Andy Warhol allegedly said that “in the future, everyone will be world-famous for 15 minutes.” But what about those who are already infamous? Well, judging from director Jonas Akerlund’s latest film, they’ll get their own two-hour biopics.

Based on the sordid true-life rise and fall of the Norwegian black-metal band Mayhem, Akerlund’s Lords of Chaos is a depressing, queasy, and at times darkly comic tale about group of young Scandinavian sociopaths out to take the music world by storm with heavy-gloom riffs, pledges to Satan, and an ever-spiraling hunger for notoriety that would end in a body count. You can’t buy press like that, even in death.

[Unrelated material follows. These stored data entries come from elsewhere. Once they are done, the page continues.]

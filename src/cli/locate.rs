//! CLI implementation of the `locate` command

use std::collections::HashSet;
use std::path::{Path, PathBuf};
use std::process::ExitCode;

use rayon::prelude::*;

use crate::config::{CliOverrides, LocatorConfig};
use crate::metadata::save_sheet;
use crate::output::{crop_sprite, extract_sprite, extraction_path, load_png, save_png};

use super::{
    find_png_files, resolve_config, FormatArg, EXIT_ERROR, EXIT_INVALID_ARGS, EXIT_SUCCESS,
};

/// Expand directories into the PNG files they contain
fn collect_inputs(inputs: &[PathBuf]) -> Vec<PathBuf> {
    let mut files = Vec::new();
    for input in inputs {
        if input.is_dir() {
            files.extend(find_png_files(input));
        } else {
            files.push(input.clone());
        }
    }
    files
}

/// Where the box list for `input` is written.
///
/// With a single sheet `output` names the file itself. With several it is a
/// directory receiving `{stem}.{format}` per sheet.
fn metadata_path(input: &Path, output: Option<&Path>, format: FormatArg, single: bool) -> PathBuf {
    match output {
        Some(out) if single => out.to_path_buf(),
        Some(dir) => {
            let stem = input.file_stem().and_then(|s| s.to_str()).unwrap_or("sheet");
            dir.join(format!("{}.{}", stem, format.extension()))
        }
        None => input.with_extension(format.extension()),
    }
}

/// First destination shared by two sheets, if any.
///
/// Extracted frames are named from the same directory and stem as the box
/// list, so distinct box list paths also keep the frames apart.
fn duplicate_destination(paths: &[PathBuf]) -> Option<&PathBuf> {
    let mut seen = HashSet::new();
    paths.iter().find(|p| !seen.insert(*p))
}

/// Locate, write and optionally extract the sprites of one sheet.
/// Returns the number of sprites found.
fn process_sheet(input: &Path, meta_path: &Path, config: &LocatorConfig) -> Result<usize, String> {
    let image = load_png(input).map_err(|e| format!("Failed to read '{}': {}", input.display(), e))?;

    let sort_margin = config.sort.enabled.then_some(config.sort.margin);
    let sheet = crate::locate(&image, &config.detect_options(), sort_margin)
        .map_err(|e| format!("'{}': {}", input.display(), e))?;
    log::debug!("{}: {} sprite(s)", input.display(), sheet.len());

    save_sheet(&sheet, meta_path)
        .map_err(|e| format!("Failed to write '{}': {}", meta_path.display(), e))?;
    println!("Saved: {}", meta_path.display());

    if config.detect.extract {
        let out_dir = meta_path.parent();
        for (i, sprite) in sheet.sprites.iter().enumerate() {
            let frame = if config.detect.crop {
                crop_sprite(&image, sprite)
            } else {
                extract_sprite(&image, sprite)
            };
            let path = extraction_path(input, i, out_dir);
            save_png(&frame, &path)
                .map_err(|e| format!("Failed to write '{}': {}", path.display(), e))?;
            log::debug!("extracted sprite {} to {}", i, path.display());
        }
        log::info!("Extracted {} sprite(s) from {}", sheet.len(), input.display());
    }

    Ok(sheet.len())
}

/// Execute the locate command
pub fn run_locate(
    inputs: &[PathBuf],
    output: Option<&Path>,
    format: FormatArg,
    config_path: Option<&Path>,
    overrides: &CliOverrides,
) -> ExitCode {
    if let Some(margin) = overrides.margin.filter(|m| *m < 0) {
        eprintln!("Error: --margin must be non-negative, got {}", margin);
        return ExitCode::from(EXIT_INVALID_ARGS);
    }

    let config = match resolve_config(config_path, overrides) {
        Ok(c) => c,
        Err(code) => return code,
    };

    let files = collect_inputs(inputs);
    if files.is_empty() {
        eprintln!("Error: No PNG files found");
        return ExitCode::from(EXIT_INVALID_ARGS);
    }

    let single = files.len() == 1;
    let meta_paths: Vec<PathBuf> =
        files.iter().map(|input| metadata_path(input, output, format, single)).collect();
    if let Some(path) = duplicate_destination(&meta_paths) {
        eprintln!("Error: Several sheets would be written to '{}'", path.display());
        eprintln!("Rename the sheets or locate them separately");
        return ExitCode::from(EXIT_INVALID_ARGS);
    }

    let results: Vec<(PathBuf, Result<usize, String>)> = files
        .par_iter()
        .zip(meta_paths.par_iter())
        .map(|(input, meta_path)| (input.clone(), process_sheet(input, meta_path, &config)))
        .collect();

    let mut failed = 0;
    let mut total = 0;
    for (input, result) in &results {
        match result {
            Ok(count) => total += count,
            Err(e) => {
                log::error!("{}", e);
                log::debug!("skipped {}", input.display());
                failed += 1;
            }
        }
    }

    if failed > 0 {
        eprintln!("Error: {} of {} sheet(s) failed", failed, results.len());
        return ExitCode::from(EXIT_ERROR);
    }

    if !single {
        log::info!("Located {} sprite(s) across {} sheets", total, results.len());
    }
    ExitCode::from(EXIT_SUCCESS)
}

Set in the late ’80s and early ’90s, the film stars an excellent Rory Culkin (Macaulay and Kieren’s younger brother, who nearly 20 years ago starred in You Can Count on Me) as Oystein Aarseth — a charismatic, stringy-haired outcast from Oslo who fronts the garage band Mayhem under the evil-sounding stage name Euronymous. And, as we soon learn, his tale is one that’s told from beyond the grave, like a head-banging version of Sunset Boulevard’s Joe Gillis. “I was brought into this world to create suffering, chaos, death,” he says in an archly sarcastic voice-over at the outset of the film. “This is my story, and it will end badly.”

That’s putting it mildly.

Euronymous is the ringleader of a bunch of burnout numbskulls, and he talks a mean game about revolutionizing metal and instilling fear in the square, law-abiding world of conformity and hypocrisy. Deep down, though, beneath all the black leather and white kabuki face paint, he’s really just a Barnum-esque showman pushing nihilistic shock and awe for fame. And soon enough, his principles — or lack thereof — will be put to the test when the band takes in a new bassist (Emory Cohen’s menacingly creepy Varg) to fill out a lineup that’s a man down after the troubled lead singer (Jack Kilmer) blew his head off. Soon, the two will be locked in a rivalry over who’s more hardcore and authentic — a psychotic arms race that includes pagan worship, burning down churches, and eventually murder.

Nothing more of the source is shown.